TASK INPUT below:

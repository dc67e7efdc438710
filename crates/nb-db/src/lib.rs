//! PostgreSQL storage for pool records, locks and session placements.

pub mod models;

use std::time::Duration;

use sqlx::PgPool;
use sqlx::postgres::PgPoolOptions;

/// Connect to the control-plane database. Lock spins hold no connection
/// between attempts, so a small pool is enough.
pub async fn create_pool(database_url: &str) -> Result<PgPool, sqlx::Error> {
    PgPoolOptions::new()
        .max_connections(10)
        .acquire_timeout(Duration::from_secs(10))
        .connect(database_url)
        .await
}

/// Apply the embedded schema migrations.
pub async fn run_migrations(pool: &PgPool) -> Result<(), sqlx::migrate::MigrateError> {
    sqlx::migrate!("./migrations").run(pool).await
}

End of TASK INPUT.

The first line of the entries, the line with "use sqlx::postgres::PgPoolOptions;", and every line between them should be retyped exactly, and nothing else.

# [RESPONSE TO THIS EXERCISE]
repository dc67e7efdc438710
filename crates/nb-db/src/lib.rs
//! PostgreSQL storage for pool records, locks and session placements.

pub mod models;

use std::time::Duration;

use sqlx::PgPool;
use sqlx::postgres::PgPoolOptions;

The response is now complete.